Non solo farmaci ma anche libertà della Rete, diritti digitali e libertà d’espressione sono in pericolo a causa della TPP, sia per il rafforzamento del copyright (la TPP allunga la durata del diritto di autore oltre i termini attualmente previsti da molti Stati), sia per il coinvolgimento degli Internet Provider nella lotta alla diffusione di contenuti “pirata”. Assange ha dichiarato “Se tu leggi, scrivi, pubblichi, pensi, ascolti, balli, canti o inventi, se tu coltivi la terra o consumi cibo, se oggi sei malato o se un giorno lo sarai, il TPP ha te nel mirino”.

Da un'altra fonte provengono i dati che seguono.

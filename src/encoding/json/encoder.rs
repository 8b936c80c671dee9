// SPDX-FileCopyrightText: 2026 ArcheBase
//
// SPDX-License-Identifier: MulanPSL-2.0

//! XDR value to JSON.

use serde_json::{Map, Value};

use super::StrRepr;
use crate::core::{CodecError, HookRegistry, Result as CoreResult, XdrValue};
use crate::schema::{FieldType, TypeGraph, TypeNode};

/// Type-guided JSON encoder.
///
/// Walks the type alongside the value so that named types with a custom
/// string representation are rendered through it, at any depth.
pub struct JsonEncoder<'g> {
    graph: &'g TypeGraph,
    string_reprs: &'g HookRegistry<dyn StrRepr>,
}

impl<'g> JsonEncoder<'g> {
    /// Create an encoder.
    pub fn new(graph: &'g TypeGraph, string_reprs: &'g HookRegistry<dyn StrRepr>) -> Self {
        Self {
            graph,
            string_reprs,
        }
    }

    /// Project a value of the named type.
    pub fn named_to_json(&self, name: &str, value: &XdrValue) -> CoreResult<Value> {
        if let Some(repr) = self.string_reprs.get(name) {
            return Ok(Value::String(repr.to_str(value)?));
        }
        match (self.graph.node(name)?, value) {
            (TypeNode::Struct { fields }, XdrValue::Struct(_)) => {
                let mut object = Map::new();
                for field in fields {
                    let member = value.field(&field.name).ok_or_else(|| {
                        CodecError::json(format!("missing field '{}' of '{name}'", field.name))
                    })?;
                    object.insert(
                        field.name.clone(),
                        self.field_to_json(&field.field_type, member)?,
                    );
                }
                Ok(Value::Object(object))
            }
            (TypeNode::Union { arms, .. }, XdrValue::Union { case, payload, .. }) => {
                let arm = arms
                    .iter()
                    .find(|a| &a.label() == case)
                    .ok_or_else(|| CodecError::json(format!("'{case}' is not a case of '{name}'")))?;
                match (&arm.payload, payload) {
                    (Some(field_type), Some(inner)) => {
                        let mut object = Map::new();
                        object.insert(case.clone(), self.field_to_json(field_type, inner)?);
                        Ok(Value::Object(object))
                    }
                    _ => Ok(Value::String(case.clone())),
                }
            }
            (TypeNode::Typedef { underlying }, value) => self.field_to_json(underlying, value),
            (_, value) => Ok(value_to_json(value)),
        }
    }

    /// Project a value of an inline field type.
    pub fn field_to_json(&self, field_type: &FieldType, value: &XdrValue) -> CoreResult<Value> {
        match (field_type, value) {
            (FieldType::Named(name), value) => self.named_to_json(name, value),
            (FieldType::Array { element, .. } | FieldType::VarArray { element, .. }, XdrValue::Array(items)) => {
                items
                    .iter()
                    .map(|item| self.field_to_json(element, item))
                    .collect::<CoreResult<Vec<_>>>()
                    .map(Value::Array)
            }
            (FieldType::Optional(inner), XdrValue::Optional(present)) => match present {
                Some(item) => self.field_to_json(inner, item),
                None => Ok(Value::Null),
            },
            (_, value) => Ok(value_to_json(value)),
        }
    }
}

/// Project a value without type guidance.
///
/// Used for sparse values, whose retained members are self-describing.
pub fn value_to_json(value: &XdrValue) -> Value {
    match value {
        XdrValue::Bool(v) => Value::Bool(*v),
        XdrValue::Int(v) => Value::from(*v),
        XdrValue::UInt(v) => Value::from(*v),
        XdrValue::Hyper(v) => Value::String(v.to_string()),
        XdrValue::UHyper(v) => Value::String(v.to_string()),
        XdrValue::Opaque(bytes) => Value::String(hex::encode(bytes)),
        XdrValue::String(text) => Value::String(text.clone()),
        XdrValue::Enum { name, .. } => Value::String(name.clone()),
        XdrValue::Struct(fields) => Value::Object(
            fields
                .iter()
                .map(|(name, v)| (name.clone(), value_to_json(v)))
                .collect(),
        ),
        XdrValue::Union { case, payload, .. } => match payload {
            Some(inner) => {
                let mut object = Map::new();
                object.insert(case.clone(), value_to_json(inner));
                Value::Object(object)
            }
            None => Value::String(case.clone()),
        },
        XdrValue::Array(items) => Value::Array(items.iter().map(value_to_json).collect()),
        XdrValue::Optional(None) => Value::Null,
        XdrValue::Optional(Some(inner)) => value_to_json(inner),
    }
}

#[cfg(test)]
mod tests {
    use super::*;
    use serde_json::json;

    #[test]
    fn test_value_to_json_scalars() {
        assert_eq!(value_to_json(&XdrValue::Bool(true)), json!(true));
        assert_eq!(value_to_json(&XdrValue::Int(-3)), json!(-3));
        assert_eq!(value_to_json(&XdrValue::Hyper(-3)), json!("-3"));
        assert_eq!(
            value_to_json(&XdrValue::UHyper(u64::MAX)),
            json!("18446744073709551615")
        );
        assert_eq!(
            value_to_json(&XdrValue::Opaque(vec![0xde, 0xad])),
            json!("dead")
        );
        assert_eq!(value_to_json(&XdrValue::Optional(None)), json!(null));
    }

    #[test]
    fn test_value_to_json_union_and_struct_order() {
        let value = XdrValue::Struct(vec![
            ("zeta".into(), XdrValue::Int(1)),
            (
                "alpha".into(),
                XdrValue::Union {
                    case: "SOME".into(),
                    discriminant: 1,
                    payload: Some(Box::new(XdrValue::UInt(2))),
                },
            ),
            (
                "void".into(),
                XdrValue::Union {
                    case: "NONE".into(),
                    discriminant: 0,
                    payload: None,
                },
            ),
        ]);
        let json = value_to_json(&value);
        let keys: Vec<&String> = json.as_object().unwrap().keys().collect();
        assert_eq!(keys, vec!["zeta", "alpha", "void"]);
        assert_eq!(json["alpha"], json!({ "SOME": 2 }));
        assert_eq!(json["void"], json!("NONE"));
    }
}
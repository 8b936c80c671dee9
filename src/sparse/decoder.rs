// SPDX-FileCopyrightText: 2026 ArcheBase
//
// SPDX-License-Identifier: MulanPSL-2.0

//! Sparse decoding.
//!
//! Executes a [`SparsePlan`]: every original field is visited in order and
//! either extracted, decoded through a nested descriptor, or skipped. Only
//! materialization differs from the full decoder; byte consumption and
//! validation of what is read are identical.

use crate::core::{CodecError, Result as CoreResult, XdrValue};
use crate::encoding::xdr::{Limits, SkipMode, XdrCursor, XdrDecoder};
use crate::schema::TypeGraph;

use super::plan::{ArmAction, FieldAction, SparsePlan, SparseShape, Traversal};

/// Decoder for the descriptors of one plan.
///
/// Depth is taken once per descriptor. Typedef hops folded into a
/// descriptor's traversal cost nothing here, while the full decoder takes a
/// level for each named type, so a sparse decode never needs more depth
/// than the full decode of the same bytes.
#[derive(Clone, Copy)]
pub struct SparseDecoder<'a> {
    decoder: XdrDecoder<'a>,
    plan: &'a SparsePlan,
    mode: SkipMode,
}

impl<'a> SparseDecoder<'a> {
    /// Create a decoder that skips by consuming bytes.
    pub fn new(graph: &'a TypeGraph, plan: &'a SparsePlan) -> Self {
        Self {
            decoder: XdrDecoder::new(graph),
            plan,
            mode: SkipMode::Consume,
        }
    }

    /// Use `mode` for skipped fields.
    pub fn with_mode(mut self, mode: SkipMode) -> Self {
        self.mode = mode;
        self
    }

    /// Get the plan being executed.
    pub fn plan(&self) -> &'a SparsePlan {
        self.plan
    }

    /// Decode the root descriptor.
    pub fn read(&self, cursor: &mut XdrCursor<'_>) -> CoreResult<XdrValue> {
        self.read_descriptor(cursor, &self.plan.name)
    }

    /// Decode a value that must occupy the whole buffer.
    pub fn read_to_end(&self, name: &str, data: &[u8], limits: Limits) -> CoreResult<XdrValue> {
        let mut cursor = XdrCursor::new(data, limits);
        let value = self.read_descriptor(&mut cursor, name)?;
        cursor.ensure_at_end()?;
        Ok(value)
    }

    /// Decode one value from the front of the buffer.
    ///
    /// Returns the projection and the number of bytes consumed.
    pub fn read_prefix(
        &self,
        name: &str,
        data: &[u8],
        limits: Limits,
    ) -> CoreResult<(XdrValue, usize)> {
        let mut cursor = XdrCursor::new(data, limits);
        let value = self.read_descriptor(&mut cursor, name)?;
        Ok((value, cursor.position()))
    }

    /// Decode a named descriptor, taking one level of depth.
    pub fn read_descriptor(&self, cursor: &mut XdrCursor<'_>, name: &str) -> CoreResult<XdrValue> {
        let descriptor = self.plan.descriptor(name)?;
        cursor.with_limited_depth(|c| self.read_shape(c, &descriptor.shape))
    }

    fn read_shape(&self, cursor: &mut XdrCursor<'_>, shape: &SparseShape) -> CoreResult<XdrValue> {
        match shape {
            SparseShape::Struct { fields } => {
                let mut values = Vec::new();
                for field in fields {
                    match &field.action {
                        FieldAction::Extract => values.push((
                            field.name.clone(),
                            self.decoder.read_field(cursor, &field.field_type)?,
                        )),
                        FieldAction::Recurse { target, traversal } => values.push((
                            field.name.clone(),
                            self.read_traversal(cursor, traversal, target)?,
                        )),
                        FieldAction::Skip => {
                            self.decoder
                                .skip_field(cursor, &field.field_type, self.mode)?
                        }
                    }
                }
                Ok(XdrValue::Struct(values))
            }
            SparseShape::Union { discriminant, arms } => {
                let value = self.decoder.read_discriminant(cursor, discriminant)?;
                let sparse_arm = arms
                    .iter()
                    .find(|a| a.arm.value == value)
                    .ok_or_else(|| {
                        CodecError::invalid(format!("no union arm for discriminant {value}"))
                    })?;
                let payload = match (&sparse_arm.action, &sparse_arm.arm.payload) {
                    (ArmAction::Extract, Some(payload)) => {
                        Some(Box::new(self.decoder.read_field(cursor, payload)?))
                    }
                    (ArmAction::Recurse { target, traversal }, Some(_)) => {
                        Some(Box::new(self.read_traversal(cursor, traversal, target)?))
                    }
                    (ArmAction::Skip, Some(payload)) => {
                        self.decoder.skip_field(cursor, payload, self.mode)?;
                        None
                    }
                    (_, None) => None,
                    (ArmAction::Void, Some(payload)) => {
                        return Err(CodecError::invalid(format!(
                            "arm '{}' carries a payload of type '{payload}'",
                            sparse_arm.arm.label()
                        )))
                    }
                };
                Ok(XdrValue::Union {
                    case: sparse_arm.arm.label(),
                    discriminant: value,
                    payload,
                })
            }
            SparseShape::Alias { underlying, action } => match action {
                FieldAction::Recurse { target, traversal } => {
                    self.read_traversal(cursor, traversal, target)
                }
                FieldAction::Extract => self.decoder.read_field(cursor, underlying),
                FieldAction::Skip => Err(CodecError::invalid(format!(
                    "alias of '{underlying}' has nothing to extract"
                ))),
            },
        }
    }

    fn read_traversal(
        &self,
        cursor: &mut XdrCursor<'_>,
        traversal: &Traversal,
        target: &str,
    ) -> CoreResult<XdrValue> {
        match traversal {
            Traversal::Direct => self.read_descriptor(cursor, target),
            Traversal::Optional(inner) => {
                if cursor.read_bool()? {
                    Ok(XdrValue::Optional(Some(Box::new(
                        self.read_traversal(cursor, inner, target)?,
                    ))))
                } else {
                    Ok(XdrValue::Optional(None))
                }
            }
            Traversal::FixedArray { size, element } => (0..*size)
                .map(|_| self.read_traversal(cursor, element, target))
                .collect::<CoreResult<Vec<_>>>()
                .map(XdrValue::Array),
            Traversal::VarArray { max, element } => {
                let len = cursor.read_len(*max)?;
                let mut items = Vec::with_capacity(len.min(cursor.remaining() / 4));
                for _ in 0..len {
                    items.push(self.read_traversal(cursor, element, target)?);
                }
                Ok(XdrValue::Array(items))
            }
        }
    }
}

Ora l’attenzione si sposta su un altro accordo in corso di negoziato. Come previsto, i negoziati della TPP si sono conclusi prima di quelli del Transatlantic Trade and Investment Partnership (TTIP), l’accordo commerciale di libero scambio tra UE e Stati Uniti. Ma è in dubbio che la TPP dia un’incredibile spinta propulsiva alla conclusione della TTIP. Quest’ultima, i cui negoziati sono iniziati nel 2013, vede coinvolte le due sponde dell’Atlantico: l’Unione europea e gli Stati Uniti. L’Europa sembra essere nuovamente al palo di fronte all’accelerazione negoziale per la conclusione di accordi sul commercio mondiale e regionale, presa da altri problemi in agenda (Grecia, emergenza migranti e recessione). Il Pacifico sta diventando il nuovo baricentro del commercio internazionale e l’Europa rischia di scontare il trade diversion ossia la riduzione del commercio per i Paesi extra area, non interessati dal processo di integrazione commerciale mondiale. Così l’economista Giorgio Bava Navaretti “La frammentazione geografica dei processi produttivi,che sempre più caratterizza i flussi del commercio internazionale, avviene in aree geografiche con bassi costi commerciali, ossia all’interno di un’area di libero scambio piuttosto che tra aree diverse. Ne consegue che l’attrattività dell’Europa come base produttiva di gruppi multinazionali con operazioni in Asia e in America si riduce”.
Tuttavia, Bruxelles non è totalmente immobile. Lo scorso settembre, la Commissione europea ha presentato una proposta formale relativa a un nuovo sistema giudiziario per la protezione degli investimenti tra investitori e Stati che dovrebbe sostituire il meccanismo di risoluzione delle controversie investitore-Stato (ISDS), meccanismo applicato in tutti i negoziati in materia di investimenti dell’UE, compresi quelli con gli Stati Uniti. Prossime tappe: discussioni tra Commissione, Consiglio e Parlamento europeo e presentazione della proposta dell’UE agli Stati Uniti nell’ambito dei negoziati commerciali tra Bruxelles e Washington.